April 01, 2017
“Finance is not a spectator sport.”
Activities traditionally considered homework are handled during class time in the “flipped classroom.”
At least that’s Assistant Professor of Finance Peter DaDalt’s philosophy.
In his Corporate Financial Management course, DaDalt covers topics such as financial forecasting, capital budgeting, capital structure, dividend policy and working capital management.
The topics are fairly typical for a management class, but DaDalt’s approach is not.
He engages students using the “flipped classroom” technique, which reverses the traditional learning environment by delivering instructional content outside of the classroom. Activities traditionally considered homework are moved into the classroom.
Students watch online lectures he posts to a video-sharing website on their own time and then engage in concepts in the classroom with his oversight. Classes open with quizzes to gauge if students have watched the assigned video.

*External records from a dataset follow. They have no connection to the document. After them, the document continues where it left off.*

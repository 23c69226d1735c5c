//! Explicit schema descriptor for a row type.
//!
//! Replaces runtime discovery of accessors: the declared property set,
//! each property's expected representation and access kind are supplied
//! at construction and stay immutable for the proxy's lifetime.

use crate::core::Representation;
use crate::naming;

/// The distinguished primary-key property.
pub const ID_PROPERTY: &str = "Id";

/// How a declared property may be used through the facade.
#[derive(Debug, Clone, Copy, PartialEq, Eq)]
pub enum Access {
    ReadWrite,
    ReadOnly,
    WriteOnly,
}

#[derive(Debug, Clone)]
pub struct PropertyDef {
    pub name: String,
    pub representation: Representation,
    pub access: Access,
}

impl PropertyDef {
    pub fn new(name: impl Into<String>, representation: Representation) -> Self {
        Self {
            name: name.into(),
            representation,
            access: Access::ReadWrite,
        }
    }

    pub fn access(mut self, access: Access) -> Self {
        self.access = access;
        self
    }
}

/// Declared property set of a row type.
#[derive(Debug, Clone)]
pub struct RowSchema {
    type_name: String,
    properties: Vec<PropertyDef>,
}

impl RowSchema {
    pub fn new(type_name: impl Into<String>) -> Self {
        Self {
            type_name: type_name.into(),
            properties: Vec::new(),
        }
    }

    /// Declare a read-write property.
    pub fn property(mut self, name: impl Into<String>, representation: Representation) -> Self {
        self.properties.push(PropertyDef::new(name, representation));
        self
    }

    /// Declare a property with full control over its descriptor.
    pub fn declare(mut self, def: PropertyDef) -> Self {
        self.properties.push(def);
        self
    }

    pub fn type_name(&self) -> &str {
        &self.type_name
    }

    pub fn properties(&self) -> &[PropertyDef] {
        &self.properties
    }

    pub fn find(&self, property: &str) -> Option<&PropertyDef> {
        self.properties.iter().find(|def| def.name == property)
    }

    /// Enumerate the quoted column names for the declared properties.
    ///
    /// `Id` is skipped unless `include_id`. Duplicates collapse, and the
    /// result is sorted ascending by the final quoted string, which fixes
    /// generated statement argument order.
    pub fn columns(&self, include_id: bool, quote: &str) -> Vec<String> {
        let mut columns: Vec<String> = Vec::with_capacity(self.properties.len());
        for def in &self.properties {
            if def.name == ID_PROPERTY && !include_id {
                continue;
            }
            let column = naming::column_name(&def.name, quote);
            if !columns.contains(&column) {
                columns.push(column);
            }
        }
        columns.sort();
        columns
    }
}
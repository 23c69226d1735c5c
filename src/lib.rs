// ============================================================================
// RowProxy Library
// ============================================================================
//
//! Row/object mapping proxy core.
//!
//! Presents a structured accessor surface (get/set per named property) backed
//! by an in-memory key-value store, translating between capitalized property
//! names (`FirstName`) and dialect-quoted column names (`"first_name"`), and
//! tracking which properties changed since the row was last loaded or
//! persisted so a collaborator can build partial UPDATE statements.
//!
//! # Examples
//!
//! ```
//! use rowproxy::{Representation, RowProxy, RowSchema, Value};
//! use std::collections::HashMap;
//!
//! # fn main() -> rowproxy::Result<()> {
//! let schema = RowSchema::new("AccountRow")
//!     .property("Id", Representation::Long)
//!     .property("FirstName", Representation::Text);
//! let proxy = RowProxy::new(schema).identifier_quote("\"");
//!
//! // Load a row (e.g. from a query result).
//! let mut row = HashMap::new();
//! row.insert("\"id\"".to_string(), Value::Integer(1));
//! row.insert("\"first_name\"".to_string(), Value::from("Mark"));
//! proxy.bulk_set(&row)?;
//! assert!(!proxy.is_dirty_any()?);
//!
//! // Edit through the accessor surface; dirtiness drives partial updates.
//! proxy.set("FirstName", Some(Value::from("Anna")))?;
//! assert!(proxy.is_dirty("\"first_name\"")?);
//! assert!(!proxy.is_dirty("\"id\"")?);
//!
//! assert_eq!(proxy.table_name(), "\"account\"");
//! assert_eq!(proxy.columns(true), vec!["\"first_name\"", "\"id\""]);
//! # Ok(())
//! # }
//! ```

pub mod core;
pub mod dispatch;
pub mod naming;
pub mod proxy;
pub mod schema;
pub mod store;

// Re-export main types for convenience
pub use crate::core::{Representation, Result, RowError, Value};
pub use crate::dispatch::{dispatch, Call, CallArg, Reply};
pub use crate::proxy::RowProxy;
pub use crate::schema::{Access, PropertyDef, RowSchema};
pub use crate::store::PropertyStore;
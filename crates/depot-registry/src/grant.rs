//! Pre-signed storage grants for package blobs
//!
//! A grant is an ephemeral URL authorizing one HTTP method against one
//! bucket object. Issuing a grant is pure URL construction: it has no side
//! effect on registry state, and the registry never waits for the transfer
//! it authorizes.

use serde::{Deserialize, Serialize};
use sha2::{Digest, Sha256};
use time::OffsetDateTime;

use crate::address::ObjectKey;

/// HTTP method a grant authorizes against the storage backend
#[derive(Debug, Clone, Copy, PartialEq, Eq, Serialize, Deserialize)]
#[serde(rename_all = "UPPERCASE")]
pub enum GrantMethod {
    /// Upload a blob
    Put,
    /// Download a blob
    Get,
}

impl GrantMethod {
    pub fn as_str(&self) -> &'static str {
        match self {
            Self::Put => "PUT",
            Self::Get => "GET",
        }
    }
}

/// An ephemeral pre-signed URL scoped to exactly one (owner, name, hash) blob
#[derive(Debug, Clone, Serialize, Deserialize)]
pub struct StorageGrant {
    /// Full URL the client uses for the transfer
    pub url: String,

    /// Method the signature is valid for
    pub method: GrantMethod,

    /// Expiry as unix seconds
    pub expires_at: i64,
}

/// Issues pre-signed upload and download URLs for bucket objects.
///
/// The URL's path component is always `/{bucket}/{owner}/{name}/{hash}`;
/// the query string carries the authorized method, the expiry, and a hex
/// SHA-256 signature over all three keyed by the configured secret.
#[derive(Debug, Clone)]
pub struct GrantSigner {
    endpoint: String,
    bucket: String,
    secret: String,
    ttl_seconds: u64,
}

impl GrantSigner {
    pub fn new(
        endpoint: impl Into<String>,
        bucket: impl Into<String>,
        secret: impl Into<String>,
        ttl_seconds: u64,
    ) -> Self {
        let endpoint = endpoint.into();
        Self {
            endpoint: endpoint.trim_end_matches('/').to_string(),
            bucket: bucket.into(),
            secret: secret.into(),
            ttl_seconds,
        }
    }

    /// The bucket all grants are scoped to
    pub fn bucket(&self) -> &str {
        &self.bucket
    }

    /// Grant authorizing upload of one specific package version
    pub fn upload_url(&self, owner: &str, name: &str, hash: &str) -> StorageGrant {
        self.sign(GrantMethod::Put, owner, name, hash)
    }

    /// Grant authorizing download of one specific package version
    pub fn download_url(&self, owner: &str, name: &str, hash: &str) -> StorageGrant {
        self.sign(GrantMethod::Get, owner, name, hash)
    }

    fn sign(&self, method: GrantMethod, owner: &str, name: &str, hash: &str) -> StorageGrant {
        let path = ObjectKey::bucket_path(&self.bucket, owner, name, hash);
        let expires_at = OffsetDateTime::now_utc().unix_timestamp() + self.ttl_seconds as i64;

        let mut hasher = Sha256::new();
        hasher.update(method.as_str().as_bytes());
        hasher.update(b"\n");
        hasher.update(path.as_bytes());
        hasher.update(b"\n");
        hasher.update(expires_at.to_string().as_bytes());
        hasher.update(b"\n");
        hasher.update(self.secret.as_bytes());
        let signature = format!("{:x}", hasher.finalize());

        let url = format!(
            "{}{}?method={}&expires={}&signature={}",
            self.endpoint,
            path,
            method.as_str(),
            expires_at,
            signature
        );

        StorageGrant {
            url,
            method,
            expires_at,
        }
    }
}

#[cfg(test)]
mod tests {
    use super::*;

    fn signer() -> GrantSigner {
        GrantSigner::new("http://localhost:9000", "depot-packages", "secret", 900)
    }

    #[test]
    fn test_upload_url_path_is_bucket_scoped() {
        let grant = signer().upload_url("alice", "dataset", "abc123");

        assert!(
            grant
                .url
                .starts_with("http://localhost:9000/depot-packages/alice/dataset/abc123?")
        );
        assert_eq!(grant.method, GrantMethod::Put);
    }

    #[test]
    fn test_download_url_shares_the_blob_path() {
        let signer = signer();
        let up = signer.upload_url("alice", "dataset", "abc123");
        let down = signer.download_url("alice", "dataset", "abc123");

        let path = |url: &str| url.split('?').next().unwrap().to_string();
        assert_eq!(path(&up.url), path(&down.url));
        assert_eq!(down.method, GrantMethod::Get);
    }

    #[test]
    fn test_signature_differs_per_method() {
        let signer = signer();
        let up = signer.upload_url("alice", "dataset", "abc123");
        let down = signer.download_url("alice", "dataset", "abc123");

        let sig = |url: &str| url.split("signature=").nth(1).unwrap().to_string();
        assert_ne!(sig(&up.url), sig(&down.url));
    }

    #[test]
    fn test_trailing_endpoint_slash_is_trimmed() {
        let signer = GrantSigner::new("http://localhost:9000/", "b", "s", 60);
        let grant = signer.upload_url("o", "n", "h");

        assert!(grant.url.starts_with("http://localhost:9000/b/o/n/h?"));
    }

    #[test]
    fn test_expiry_is_in_the_future() {
        let grant = signer().upload_url("alice", "dataset", "abc123");
        assert!(grant.expires_at > OffsetDateTime::now_utc().unix_timestamp());
    }
}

“I can get the information to the students via the lecture outside of class, which increases instructional time while freeing up important classroom time,” DaDalt said. “The quizzes provide incentive for the students to watch the videos and the classroom activities lock that information down.”
Students input quiz and equation answers via the mobile application Socrative, which allows them to view (anonymously) how their classmates are answering the same problems and how they scored on the quizzes.
“We can see in present time how the problems are being answered,” said Nathaniel Leies, a junior creative writing major from Swiftwater, Pa. “And I like comparing myself to others in the class.”
Likewise, DaDalt measures the class’ progress in real time using Socrative. He also tracks via Google Analytics how many students have actually watched the pre-class videos and how much time they spent watching each lecture.
“I want to know what they know and what they don’t know,” DaDalt said. “Otherwise, I don’t get the feedback until after a quiz, and then they’ve already been hurt [if their scores are poor].”
As the class worked on one equation after another, it was apparent by the results showing up on the screen via Socrative, that they were catching on.
“I like it,” said Denny Miller, a junior business administration major from Killington, Vt. “He won’t move forward until he knows everyone’s getting it.”